Google’s new AI algorithm predicts heart disease by looking at your eyes
Scientists from Google and its health-tech subsidiary Verily have discovered a new way to assess a person’s risk of heart disease using machine learning. By analyzing scans of the back of a patient’s eye, the company’s software is able to accurately deduce data, including an individual’s age, blood pressure, and whether or not they smoke. This can then be used to predict their risk of suffering a major cardiac event — such as a heart attack — with roughly the same accuracy as current leading methods.
The algorithm potentially makes it quicker and easier for doctors to analyze a patient’s cardiovascular risk, as it doesn’t require a blood test. But, the method will need to be tested more thoroughly before it can be used in a clinical setting. A paper describing the work was published today in the Nature journal Biomedical Engineering, although the research was also shared before peer review last September.
Luke Oakden-Rayner, a medical researcher at the University of Adelaide who specializes in machine learning analysis, told The Verge that the work was solid, and shows how AI can help improve existing diagnostic tools. “They’re taking data that’s been captured for one clinical reason and getting more out of it than we currently do,” said Oakden-Rayner. “Rather than replacing doctors, it’s trying to extend what we can actually do.”
To train the algorithm, Google and Verily’s scientists used machine learning to analyze a medical dataset of nearly 300,000 patients. This information included eye scans as well as general medical data. As with all deep learning analysis, neural networks were then used to mine this information for patterns, learning to associate telltale signs in the eye scans with the metrics needed to predict cardiovascular risk (e.g., age and blood pressure).

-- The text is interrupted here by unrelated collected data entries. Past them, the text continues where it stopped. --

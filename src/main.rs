//! Mapstitch - command-line tool compositing map tiles into one PNG

use std::process::ExitCode;

use mapstitch::cli;

fn main() -> ExitCode {
    cli::run()
}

Although the idea of looking at your eyes to judge the health of your heart sounds unusual, it draws from a body of established research. The rear interior wall of the eye (the fundus) is chock-full of blood vessels that reflect the body’s overall health. By studying their appearance with camera and microscope, doctors can infer things like an individual’s blood pressure, age, and whether or not they smoke, which are all important predictors of cardiovascular health.
When presented with retinal images of two patients, one of whom suffered a cardiovascular event in the following five years, and one of whom did not, Google’s algorithm was able to tell which was which 70 percent of the time. This is only slightly worse than the commonly used SCORE method of predicting cardiovascular risk, which requires a blood test and makes correct predictions in the same test 72 percent of the time.
Alun Hughes, professor of Cardiovascular Physiology and Pharmacology at London’s UCL, said Google’s approach sounded credible because of the “long history of looking at the retina to predict cardiovascular risk.” He added that artificial intelligence had the potential to speed up existing forms of medical analysis, but cautioned that the algorithm would need to be tested further before it could be trusted.
For Google, the work represents more than just a new method of judging cardiovascular risk. It points the way toward a new AI-powered paradigm for scientific discovery. While most medical algorithms are built to replicate existing diagnostic tools (like identifying skin cancer, for example), this algorithm found new ways to analyze existing medical data. With enough data, it’s hoped that artificial intelligence can then create entirely new medical insight without human direction. It’s presumably part of the reason Google has created initiatives like its Project Baseline study, which is collecting exhaustive medical records of 10,000 individuals over the course of four years.
For now, the idea of an AI doctor churning out new diagnoses without human oversight is a distant prospect — most likely decades, rather than years, in the future. But Google’s research suggests the idea isn’t completely far-fetched.